Work request: Word for word, retype every line of the data.

◆ ◆ ◆ ◆ ◆ ◆ ◆

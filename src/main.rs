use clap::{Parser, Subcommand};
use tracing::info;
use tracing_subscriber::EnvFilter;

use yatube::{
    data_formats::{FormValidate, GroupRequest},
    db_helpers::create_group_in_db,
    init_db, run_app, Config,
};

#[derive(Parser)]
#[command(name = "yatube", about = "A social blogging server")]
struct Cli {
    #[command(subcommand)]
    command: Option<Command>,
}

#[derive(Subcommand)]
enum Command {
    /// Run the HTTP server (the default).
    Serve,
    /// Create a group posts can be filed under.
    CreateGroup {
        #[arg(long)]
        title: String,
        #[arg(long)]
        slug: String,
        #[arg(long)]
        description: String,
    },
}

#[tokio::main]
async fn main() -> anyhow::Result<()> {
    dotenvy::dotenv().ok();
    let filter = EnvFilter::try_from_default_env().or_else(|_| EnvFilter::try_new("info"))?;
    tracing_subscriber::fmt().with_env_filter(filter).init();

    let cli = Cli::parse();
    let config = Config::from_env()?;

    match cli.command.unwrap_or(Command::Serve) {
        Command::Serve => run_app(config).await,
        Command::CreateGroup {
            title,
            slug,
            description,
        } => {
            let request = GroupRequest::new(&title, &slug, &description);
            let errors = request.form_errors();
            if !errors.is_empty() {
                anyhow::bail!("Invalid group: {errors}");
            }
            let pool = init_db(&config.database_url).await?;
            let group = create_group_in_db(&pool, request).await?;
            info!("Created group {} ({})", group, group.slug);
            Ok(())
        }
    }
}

◆ ◆ ◆ ◆ ◆ ◆ ◆

Reply to the exercise:
filename src/main.rs
use clap::{Parser, Subcommand};
use tracing::info;
use tracing_subscriber::EnvFilter;

use yatube::{
    data_formats::{FormValidate, GroupRequest},
    db_helpers::create_group_in_db,
    init_db, run_app, Config,
};

#[derive(Parser)]
#[command(name = "yatube", about = "A social blogging server")]
struct Cli {
    #[command(subcommand)]
    command: Option<Command>,
}

#[derive(Subcommand)]
enum Command {
    /// Run the HTTP server (the default).
    Serve,
    /// Create a group posts can be filed under.
    CreateGroup {
        #[arg(long)]
        title: String,
        #[arg(long)]
        slug: String,
        #[arg(long)]
        description: String,
    },
}

#[tokio::main]
async fn main() -> anyhow::Result<()> {
    dotenvy::dotenv().ok();
    let filter = EnvFilter::try_from_default_env().or_else(|_| EnvFilter::try_new("info"))?;
    tracing_subscriber::fmt().with_env_filter(filter).init();

    let cli = Cli::parse();
    let config = Config::from_env()?;

    match cli.command.unwrap_or(Command::Serve) {
        Command::Serve => run_app(config).await,
        Command::CreateGroup {
            title,
            slug,
            description,
        } => {
            let request = GroupRequest::new(&title, &slug, &description);
            let errors = request.form_errors();
            if !errors.is_empty() {
                anyhow::bail!("Invalid group: {errors}");
            }
            let pool = init_db(&config.database_url).await?;
            let group = create_group_in_db(&pool, request).await?;
            info!("Created group {} ({})", group, group.slug);
            Ok(())
        }
    }
}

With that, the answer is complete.